* **YOUR ASSIGNMENT**
Everything from the top of the data below through the line with "ordinary drop order." should be duplicated exactly, and nothing past it.

* **EXTRACTED DATA**
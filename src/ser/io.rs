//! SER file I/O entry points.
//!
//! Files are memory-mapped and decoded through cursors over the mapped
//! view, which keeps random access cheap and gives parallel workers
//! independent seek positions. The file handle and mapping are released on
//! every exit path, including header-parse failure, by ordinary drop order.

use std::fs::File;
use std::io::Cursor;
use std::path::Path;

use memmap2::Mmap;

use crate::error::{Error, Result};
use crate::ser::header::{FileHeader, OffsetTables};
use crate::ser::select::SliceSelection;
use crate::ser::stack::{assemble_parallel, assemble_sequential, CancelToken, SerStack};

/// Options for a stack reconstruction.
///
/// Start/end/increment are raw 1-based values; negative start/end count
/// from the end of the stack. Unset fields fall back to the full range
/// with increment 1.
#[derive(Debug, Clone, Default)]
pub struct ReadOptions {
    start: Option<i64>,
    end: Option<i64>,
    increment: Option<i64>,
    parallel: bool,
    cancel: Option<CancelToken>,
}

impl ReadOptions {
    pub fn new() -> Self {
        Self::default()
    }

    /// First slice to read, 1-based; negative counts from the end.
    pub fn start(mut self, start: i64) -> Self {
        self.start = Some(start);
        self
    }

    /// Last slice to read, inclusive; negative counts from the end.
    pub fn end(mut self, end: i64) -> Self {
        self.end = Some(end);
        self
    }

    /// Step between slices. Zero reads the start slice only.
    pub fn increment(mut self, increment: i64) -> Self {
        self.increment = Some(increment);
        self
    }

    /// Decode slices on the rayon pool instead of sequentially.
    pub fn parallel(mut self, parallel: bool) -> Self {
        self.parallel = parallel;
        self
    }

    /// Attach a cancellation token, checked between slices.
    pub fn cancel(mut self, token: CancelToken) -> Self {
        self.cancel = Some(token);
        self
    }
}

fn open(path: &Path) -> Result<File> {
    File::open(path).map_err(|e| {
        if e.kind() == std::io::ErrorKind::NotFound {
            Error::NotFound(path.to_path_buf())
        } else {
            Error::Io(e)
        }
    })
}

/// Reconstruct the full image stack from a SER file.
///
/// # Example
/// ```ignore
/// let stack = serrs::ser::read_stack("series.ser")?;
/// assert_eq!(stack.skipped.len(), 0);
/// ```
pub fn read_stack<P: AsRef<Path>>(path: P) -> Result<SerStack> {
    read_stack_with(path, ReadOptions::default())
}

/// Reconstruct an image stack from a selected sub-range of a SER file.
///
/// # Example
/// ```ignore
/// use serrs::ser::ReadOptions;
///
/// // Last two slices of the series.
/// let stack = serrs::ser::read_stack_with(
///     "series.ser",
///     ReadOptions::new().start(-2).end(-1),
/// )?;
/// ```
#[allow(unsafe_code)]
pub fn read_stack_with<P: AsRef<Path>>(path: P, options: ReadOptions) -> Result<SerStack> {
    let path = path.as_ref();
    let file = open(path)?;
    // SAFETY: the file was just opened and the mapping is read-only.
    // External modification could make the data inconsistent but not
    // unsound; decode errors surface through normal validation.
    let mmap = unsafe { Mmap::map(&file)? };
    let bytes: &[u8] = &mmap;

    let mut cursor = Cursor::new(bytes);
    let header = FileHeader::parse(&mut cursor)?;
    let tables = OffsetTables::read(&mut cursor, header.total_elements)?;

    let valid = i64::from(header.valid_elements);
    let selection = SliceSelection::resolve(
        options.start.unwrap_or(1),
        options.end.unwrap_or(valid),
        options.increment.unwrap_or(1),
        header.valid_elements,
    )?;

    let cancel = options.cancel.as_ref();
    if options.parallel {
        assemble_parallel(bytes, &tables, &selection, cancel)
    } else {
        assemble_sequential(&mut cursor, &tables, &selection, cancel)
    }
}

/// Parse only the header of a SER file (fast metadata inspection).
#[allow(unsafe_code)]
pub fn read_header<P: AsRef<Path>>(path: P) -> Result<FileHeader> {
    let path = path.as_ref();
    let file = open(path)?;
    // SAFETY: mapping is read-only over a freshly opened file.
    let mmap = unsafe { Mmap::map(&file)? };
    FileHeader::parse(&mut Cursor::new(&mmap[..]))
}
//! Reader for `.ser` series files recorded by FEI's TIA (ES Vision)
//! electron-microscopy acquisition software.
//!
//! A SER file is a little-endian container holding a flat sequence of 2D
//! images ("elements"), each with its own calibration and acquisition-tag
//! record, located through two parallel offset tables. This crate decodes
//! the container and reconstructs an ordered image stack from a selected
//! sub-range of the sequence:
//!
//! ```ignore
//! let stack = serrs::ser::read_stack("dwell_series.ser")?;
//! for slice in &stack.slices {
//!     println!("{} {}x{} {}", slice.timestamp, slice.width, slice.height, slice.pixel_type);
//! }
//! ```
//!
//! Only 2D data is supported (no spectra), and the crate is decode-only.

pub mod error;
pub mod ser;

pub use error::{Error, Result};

* **FINISHED TASK**
filename src/ser/io.rs
//! SER file I/O entry points.
//!
//! Files are memory-mapped and decoded through cursors over the mapped
//! view, which keeps random access cheap and gives parallel workers
//! independent seek positions. The file handle and mapping are released on
//! every exit path, including header-parse failure, by ordinary drop order.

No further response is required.